Collected data entries
******************************

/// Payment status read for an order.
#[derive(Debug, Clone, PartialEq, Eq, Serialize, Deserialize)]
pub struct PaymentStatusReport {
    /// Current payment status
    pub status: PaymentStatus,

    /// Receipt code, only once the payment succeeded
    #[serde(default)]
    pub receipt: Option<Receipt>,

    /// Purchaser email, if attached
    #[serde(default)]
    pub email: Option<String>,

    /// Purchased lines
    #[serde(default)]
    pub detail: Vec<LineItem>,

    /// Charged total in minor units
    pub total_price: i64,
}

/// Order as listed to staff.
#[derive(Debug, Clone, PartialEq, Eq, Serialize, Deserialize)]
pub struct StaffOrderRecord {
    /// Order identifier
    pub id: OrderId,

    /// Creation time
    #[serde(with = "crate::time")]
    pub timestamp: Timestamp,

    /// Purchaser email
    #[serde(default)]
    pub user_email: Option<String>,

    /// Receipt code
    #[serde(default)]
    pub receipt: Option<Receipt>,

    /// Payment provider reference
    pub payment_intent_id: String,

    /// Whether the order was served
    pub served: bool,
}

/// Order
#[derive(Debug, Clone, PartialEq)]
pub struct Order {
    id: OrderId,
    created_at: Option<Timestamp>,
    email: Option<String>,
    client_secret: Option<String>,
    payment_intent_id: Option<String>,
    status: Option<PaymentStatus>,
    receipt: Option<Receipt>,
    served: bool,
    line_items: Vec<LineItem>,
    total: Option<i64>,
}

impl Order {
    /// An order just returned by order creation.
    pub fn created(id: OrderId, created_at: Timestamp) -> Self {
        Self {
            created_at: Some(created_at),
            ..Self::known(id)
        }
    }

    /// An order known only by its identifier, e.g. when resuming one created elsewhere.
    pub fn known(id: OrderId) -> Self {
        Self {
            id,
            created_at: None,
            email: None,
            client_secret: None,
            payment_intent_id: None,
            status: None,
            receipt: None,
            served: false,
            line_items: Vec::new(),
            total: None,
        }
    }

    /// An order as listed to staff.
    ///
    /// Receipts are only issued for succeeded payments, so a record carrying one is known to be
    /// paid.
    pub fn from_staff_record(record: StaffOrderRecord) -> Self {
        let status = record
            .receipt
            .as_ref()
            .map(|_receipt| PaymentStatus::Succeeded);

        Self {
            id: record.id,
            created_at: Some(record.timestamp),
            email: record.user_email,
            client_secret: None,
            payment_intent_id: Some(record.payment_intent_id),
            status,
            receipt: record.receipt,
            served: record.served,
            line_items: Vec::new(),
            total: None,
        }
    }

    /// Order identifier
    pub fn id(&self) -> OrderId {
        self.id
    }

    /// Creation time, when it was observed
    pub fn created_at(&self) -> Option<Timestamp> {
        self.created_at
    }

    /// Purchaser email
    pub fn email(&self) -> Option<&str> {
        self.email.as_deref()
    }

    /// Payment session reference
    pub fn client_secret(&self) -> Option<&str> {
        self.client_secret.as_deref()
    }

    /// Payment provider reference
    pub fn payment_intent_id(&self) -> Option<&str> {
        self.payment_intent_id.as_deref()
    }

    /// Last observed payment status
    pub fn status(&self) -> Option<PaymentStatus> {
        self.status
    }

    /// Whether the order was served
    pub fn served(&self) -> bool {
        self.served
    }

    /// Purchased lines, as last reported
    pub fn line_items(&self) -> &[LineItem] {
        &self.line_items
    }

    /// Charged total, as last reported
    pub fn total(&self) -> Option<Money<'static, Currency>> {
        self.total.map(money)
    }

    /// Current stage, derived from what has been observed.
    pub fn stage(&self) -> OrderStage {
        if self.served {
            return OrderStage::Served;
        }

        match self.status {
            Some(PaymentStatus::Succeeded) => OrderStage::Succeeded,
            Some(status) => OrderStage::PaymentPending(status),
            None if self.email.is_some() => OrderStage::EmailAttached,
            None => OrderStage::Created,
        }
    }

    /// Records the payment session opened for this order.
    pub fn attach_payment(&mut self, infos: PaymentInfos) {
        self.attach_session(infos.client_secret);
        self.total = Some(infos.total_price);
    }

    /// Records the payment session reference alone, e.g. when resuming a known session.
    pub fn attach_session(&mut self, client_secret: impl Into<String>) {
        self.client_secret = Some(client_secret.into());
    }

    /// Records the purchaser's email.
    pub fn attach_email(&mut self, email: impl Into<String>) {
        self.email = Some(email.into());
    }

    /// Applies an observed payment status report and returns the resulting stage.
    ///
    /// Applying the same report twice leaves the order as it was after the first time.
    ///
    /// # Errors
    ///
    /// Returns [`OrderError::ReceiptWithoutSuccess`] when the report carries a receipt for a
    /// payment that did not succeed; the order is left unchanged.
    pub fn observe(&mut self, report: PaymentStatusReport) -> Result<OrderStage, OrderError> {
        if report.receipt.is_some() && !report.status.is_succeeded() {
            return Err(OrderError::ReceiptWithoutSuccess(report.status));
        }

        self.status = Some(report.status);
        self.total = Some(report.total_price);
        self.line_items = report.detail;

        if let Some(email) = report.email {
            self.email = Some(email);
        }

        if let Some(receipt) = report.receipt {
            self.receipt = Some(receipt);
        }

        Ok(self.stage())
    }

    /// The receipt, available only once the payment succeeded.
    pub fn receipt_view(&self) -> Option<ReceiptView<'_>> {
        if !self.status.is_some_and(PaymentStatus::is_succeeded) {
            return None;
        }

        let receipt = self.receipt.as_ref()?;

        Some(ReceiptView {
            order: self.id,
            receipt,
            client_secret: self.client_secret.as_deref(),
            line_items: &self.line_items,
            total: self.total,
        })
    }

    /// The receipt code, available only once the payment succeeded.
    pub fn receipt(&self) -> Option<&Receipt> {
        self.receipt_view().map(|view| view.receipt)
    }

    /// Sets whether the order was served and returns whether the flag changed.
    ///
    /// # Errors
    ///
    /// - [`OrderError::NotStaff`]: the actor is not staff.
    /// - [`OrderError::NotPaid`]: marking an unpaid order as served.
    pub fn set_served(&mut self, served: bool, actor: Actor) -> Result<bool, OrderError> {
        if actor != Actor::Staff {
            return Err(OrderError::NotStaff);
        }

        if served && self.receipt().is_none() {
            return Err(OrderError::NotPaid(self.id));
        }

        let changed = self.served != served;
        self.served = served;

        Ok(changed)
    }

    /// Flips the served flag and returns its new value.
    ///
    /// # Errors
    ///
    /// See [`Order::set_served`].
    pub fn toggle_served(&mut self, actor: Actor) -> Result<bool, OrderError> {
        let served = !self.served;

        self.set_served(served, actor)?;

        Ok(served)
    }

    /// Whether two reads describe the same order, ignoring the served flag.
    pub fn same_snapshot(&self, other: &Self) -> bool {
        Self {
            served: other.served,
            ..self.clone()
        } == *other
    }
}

******************************

Exercise directions:
Scan the lines above for "reported", then copy every one that has it.

Solution for this task:
    /// Purchased lines, as last reported
    /// Charged total, as last reported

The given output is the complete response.